Last year, on the anniversary of my son’s death, I wrote a poem for my daughter, “The One Who Thrives.” It celebrates all the ways she has learned to show up in times when it has been very, very hard. On this eve of her 15th birthday, I honor Vivian–how she continues to meet what is difficult and all the ways she shines. She is one of my heart heroes.

Here’s the video (also below) featuring music by Steve Law, art by Marisa S. White and the video itself is by Tony Jeannette. Share it with anyone who has been through a difficult time and has found a way to flourish … it’s for the ones who blossom “when blossoming doesn’t seem possible.”

I chose “The One Who Thrives” to be the poem that came out on video coincidentally with the new album, DARK PRAISE, fourteen poems of “endarkenment,” honoring what the dark offers us and how it grows us. How it invites revelation, receptivity, sensualness, playfulness, connection, a chance to see the light of others, and of course, a chance to bloom in surprising ways. Steve and I will continue to offer a new video from the album every other week till December.

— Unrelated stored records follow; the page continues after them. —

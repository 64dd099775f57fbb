//! Audio sample-rate conversion using a rubato `FastFixedIn` resampler.
//!
//! ## Design
//!
//! `cpal` opens devices at their native rate (commonly 44.1 or 48 kHz). The
//! live agent wants 16 kHz mono in and sends 24 kHz mono out.
//! `RateConverter` bridges both directions on non-RT threads, where
//! allocation is allowed.
//!
//! When source rate == target rate, `RateConverter` is a passthrough and no
//! rubato session is created at all.
//!
//! ## Usage
//!
//! ```ignore
//! // Streaming (capture): remainder is carried to the next call.
//! let mut rc = RateConverter::new(48_000, 16_000, 960)?;
//! let out = rc.process(&raw_samples);
//!
//! // Whole-buffer (playback): one agent chunk in, one device buffer out.
//! let mut rc = RateConverter::new(24_000, 48_000, 480)?;
//! let out = rc.process_all(&unit_samples);
//! ```

use rubato::{FastFixedIn, PolynomialDegree, Resampler};
use tracing::error;

use crate::error::{Result, VoiceError};

/// Converts f32 mono audio from one fixed sample rate to another.
pub struct RateConverter {
    /// `None` when source rate == target rate (passthrough mode).
    resampler: Option<FastFixedIn<f32>>,
    /// Accumulation buffer; holds partial input chunks between calls.
    input_buf: Vec<f32>,
    /// How many input samples rubato expects per process call.
    chunk_size: usize,
    /// Pre-allocated output buffer: `[1][output_frames_max]`.
    output_buf: Vec<Vec<f32>>,
    ratio: f64,
}

impl RateConverter {
    /// Create a new converter.
    ///
    /// # Errors
    /// Returns `VoiceError::AudioDevice` if rubato fails to initialise.
    pub fn new(source_rate: u32, target_rate: u32, chunk_size: usize) -> Result<Self> {
        if source_rate == 0 || target_rate == 0 {
            return Err(VoiceError::AudioDevice(format!(
                "invalid resampler rates {source_rate} -> {target_rate}"
            )));
        }
        let ratio = target_rate as f64 / source_rate as f64;

        if source_rate == target_rate {
            return Ok(Self {
                resampler: None,
                input_buf: Vec::new(),
                chunk_size,
                output_buf: Vec::new(),
                ratio,
            });
        }

        let resampler = FastFixedIn::<f32>::new(
            ratio,
            1.0, // fixed ratio, no dynamic adjustment
            PolynomialDegree::Cubic,
            chunk_size,
            1, // mono
        )
        .map_err(|e| VoiceError::AudioDevice(format!("resampler init: {e}")))?;

        let max_out = resampler.output_frames_max();
        let output_buf = vec![vec![0f32; max_out]; 1];

        tracing::info!(
            source_rate,
            target_rate,
            chunk_size,
            max_out,
            "resampling enabled"
        );

        Ok(Self {
            resampler: Some(resampler),
            input_buf: Vec::new(),
            chunk_size,
            output_buf,
            ratio,
        })
    }

    /// Process incoming samples, returning resampled output (may be empty).
    ///
    /// Samples are accumulated internally until a full `chunk_size` block is
    /// available for rubato. Any remainder is kept for the next call.
    pub fn process(&mut self, samples: &[f32]) -> Vec<f32> {
        if self.resampler.is_none() {
            return samples.to_vec();
        }

        self.input_buf.extend_from_slice(samples);

        let mut result = Vec::new();
        while self.input_buf.len() >= self.chunk_size {
            self.run_block(&mut result);
            self.input_buf.drain(..self.chunk_size);
        }
        result
    }

    /// Convert a complete buffer, flushing the tail.
    ///
    /// Output length is `round(len * ratio)`. The final partial block is
    /// zero-padded and the resampler state is reset afterwards, so
    /// consecutive calls are independent of each other.
    pub fn process_all(&mut self, samples: &[f32]) -> Vec<f32> {
        if self.resampler.is_none() {
            return samples.to_vec();
        }

        let expected = (samples.len() as f64 * self.ratio).round() as usize;
        let mut result = self.process(samples);

        // Each padded block yields roughly chunk_size * ratio samples; a few
        // extra blocks cover the interpolator delay.
        let mut guard = 0;
        while result.len() < expected && guard < 8 {
            self.input_buf.resize(self.chunk_size, 0.0);
            self.run_block(&mut result);
            self.input_buf.clear();
            guard += 1;
        }

        result.truncate(expected);
        self.input_buf.clear();
        if let Some(resampler) = self.resampler.as_mut() {
            resampler.reset();
        }
        result
    }

    fn run_block(&mut self, result: &mut Vec<f32>) {
        let Some(ref mut resampler) = self.resampler else {
            return;
        };
        let input_slice = &self.input_buf[..self.chunk_size];
        match resampler.process_into_buffer(&[input_slice], &mut self.output_buf, None) {
            Ok((_consumed, produced)) => {
                result.extend_from_slice(&self.output_buf[0][..produced]);
            }
            Err(e) => {
                error!("resampler process error: {e}");
            }
        }
    }

    /// Returns `true` when source rate == target rate (no resampling occurs).
    pub fn is_passthrough(&self) -> bool {
        self.resampler.is_none()
    }
}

It’s THRILLING to share the album with you. I am in awe of how Steve Law created music for these poems–so intuitive, so in conversation with the poems. Now the poems feel naked without the guitar when I read them! The music itself and his sensitivity as he plays make for a stellar collaboration. And the poems mean so much to me, spanning the gamut from wildly playful to heartbroken–but never without hope and always always in love with the dark. 

Download DARK PRAISE anywhere you find music: itunes, spotify, deezer, youtube music, more. Add it to your playlists. Share it, please. You can also choose to buy it on Bandcamp, and help us defray the many costs of making it.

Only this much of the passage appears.